If he can implicate Emilia in the fight, hopefully she will be arrested and executed. That way he will be rid
of Cassio (even now he hopes Cassio will die of his wounds), Roderigo (whom he has already killed),
Othello (and with him Desdemona, although the latter's death would be of no significance) and Emilia.
Have you noticed that, throughout the play, Emilia seems to have irritated Iago. She is a faithful enough
wife and would never leave him as such but there is absolutely no love there. Indeed, her sharp tongue
continuously irritates him. Why not get rid of her then, by implicating her in the murder plot?
|
"This is the fruit of whoring."
- What on earth does Iago mean by that? (4)
[Need help?]
Iago is claiming that the fight between Cassio and Roderigo was because of "whoring". In other
words, the fight broke out because both men had become irrationally jealous when they each discovered
the other was having sex with their lover or "whore".

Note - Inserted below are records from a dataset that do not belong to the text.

//! Message types for a capture session
//!
//! This module contains:
//! - Msg enum with nested sub-enums for organized message handling
//! - PointerEvent, the host-neutral pointer input shared by both engines

use crate::config::ShapeColor;
use crate::domain::{Point, Tool};

// ============================================================================
// Pointer Input
// ============================================================================

/// Pointer input in surface-local logical coordinates (y up)
#[derive(Debug, Clone, Copy, PartialEq)]
pub enum PointerEvent {
    /// Primary button went down
    Pressed(Point),
    /// Pointer moved (with or without a button held)
    Moved(Point),
    /// Primary button was released
    Released(Point),
}

// ============================================================================
// Selection Types
// ============================================================================

/// Region selection messages
#[derive(Debug, Clone, Copy, PartialEq)]
pub enum SelectMsg {
    /// Pointer input on the selection surface
    Pointer(PointerEvent),
    /// Abandon the selection (Escape)
    Cancel,
}

// ============================================================================
// Drawing Types
// ============================================================================

/// All drawing/annotation messages
#[derive(Debug, Clone, PartialEq)]
pub enum DrawMsg {
    /// Pointer input on the canvas
    Pointer(PointerEvent),
    /// Select the drawing tool
    SetTool(Tool),
    /// Set color for new annotations
    SetColor(ShapeColor),
    /// Advance to the next palette color
    CycleColor,
    /// Set stroke width for new annotations
    SetStrokeWidth(f32),
    /// Grow or shrink the stroke width by a step
    AdjustStrokeWidth(f32),
    /// Undo last committed annotation
    Undo,
    /// Append typed characters to the pending text
    InsertText(String),
    /// Remove the last character of the pending text
    DeleteBackward,
    /// Commit the pending text annotation
    CommitText,
    /// Drop the pending text annotation
    CancelText,
    /// Commit a complete text annotation at a point
    PlaceText(Point, String),
}

// ============================================================================
// Capture/Output Types
// ============================================================================

/// Export and close messages from the action bar
#[derive(Debug, Clone, Copy, PartialEq, Eq, Hash)]
pub enum CaptureMsg {
    /// Hand the flattened image to the upload collaborator
    Upload,
    /// Copy to clipboard
    Copy,
    /// Save to the configured folder
    Save,
    /// Send to the print collaborator
    Print,
    /// Dismiss the annotation session
    Close,
}

// ============================================================================
// Main Message Enum
// ============================================================================

/// Messages for capture session interactions
#[derive(Debug, Clone, PartialEq)]
pub enum Msg {
    /// Region selection messages
    Select(SelectMsg),
    /// Drawing/annotation messages
    Draw(DrawMsg),
    /// Export workflow messages
    Capture(CaptureMsg),
}

// ============================================================================
// Convenience Constructors
// ============================================================================

impl Msg {
    // Selection shortcuts
    pub fn select_pointer(event: PointerEvent) -> Self {
        Self::Select(SelectMsg::Pointer(event))
    }
    pub fn cancel_selection() -> Self {
        Self::Select(SelectMsg::Cancel)
    }

    // Drawing shortcuts
    pub fn draw_pointer(event: PointerEvent) -> Self {
        Self::Draw(DrawMsg::Pointer(event))
    }
    pub fn set_tool(tool: Tool) -> Self {
        Self::Draw(DrawMsg::SetTool(tool))
    }
    pub fn set_color(color: ShapeColor) -> Self {
        Self::Draw(DrawMsg::SetColor(color))
    }
    pub fn cycle_color() -> Self {
        Self::Draw(DrawMsg::CycleColor)
    }
    pub fn set_stroke_width(width: f32) -> Self {
        Self::Draw(DrawMsg::SetStrokeWidth(width))
    }
    pub fn adjust_stroke_width(delta: f32) -> Self {
        Self::Draw(DrawMsg::AdjustStrokeWidth(delta))
    }
    pub fn undo() -> Self {
        Self::Draw(DrawMsg::Undo)
    }
    pub fn insert_text(text: impl Into<String>) -> Self {
        Self::Draw(DrawMsg::InsertText(text.into()))
    }
    pub fn delete_backward() -> Self {
        Self::Draw(DrawMsg::DeleteBackward)
    }
    pub fn commit_text() -> Self {
        Self::Draw(DrawMsg::CommitText)
    }
    pub fn cancel_text() -> Self {
        Self::Draw(DrawMsg::CancelText)
    }

    // Capture shortcuts
    pub fn upload() -> Self {
        Self::Capture(CaptureMsg::Upload)
    }
    pub fn copy_to_clipboard() -> Self {
        Self::Capture(CaptureMsg::Copy)
    }
    pub fn save() -> Self {
        Self::Capture(CaptureMsg::Save)
    }
    pub fn print() -> Self {
        Self::Capture(CaptureMsg::Print)
    }
    pub fn close() -> Self {
        Self::Capture(CaptureMsg::Close)
    }
}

In saying this, Iago is also alleging that it is his own wife, Emilia, who is the whore. It is she therefore who
has caused the fight by being a whore and having sex with both men.
It is, of course, highly unlikely that Emilia would be arrested even if the authorities were convinced that she
was a whore who had therefore caused the fight. Prostitutes were an accepted part of society, and fights
over prostitutes were probably quite common events.
Attempting to implicate Emilia in the fight was very silly. Did Iago really think that he would rid herself of
her this way? Indeed, such a stupid claim might have led the authorities to investigate his other claims.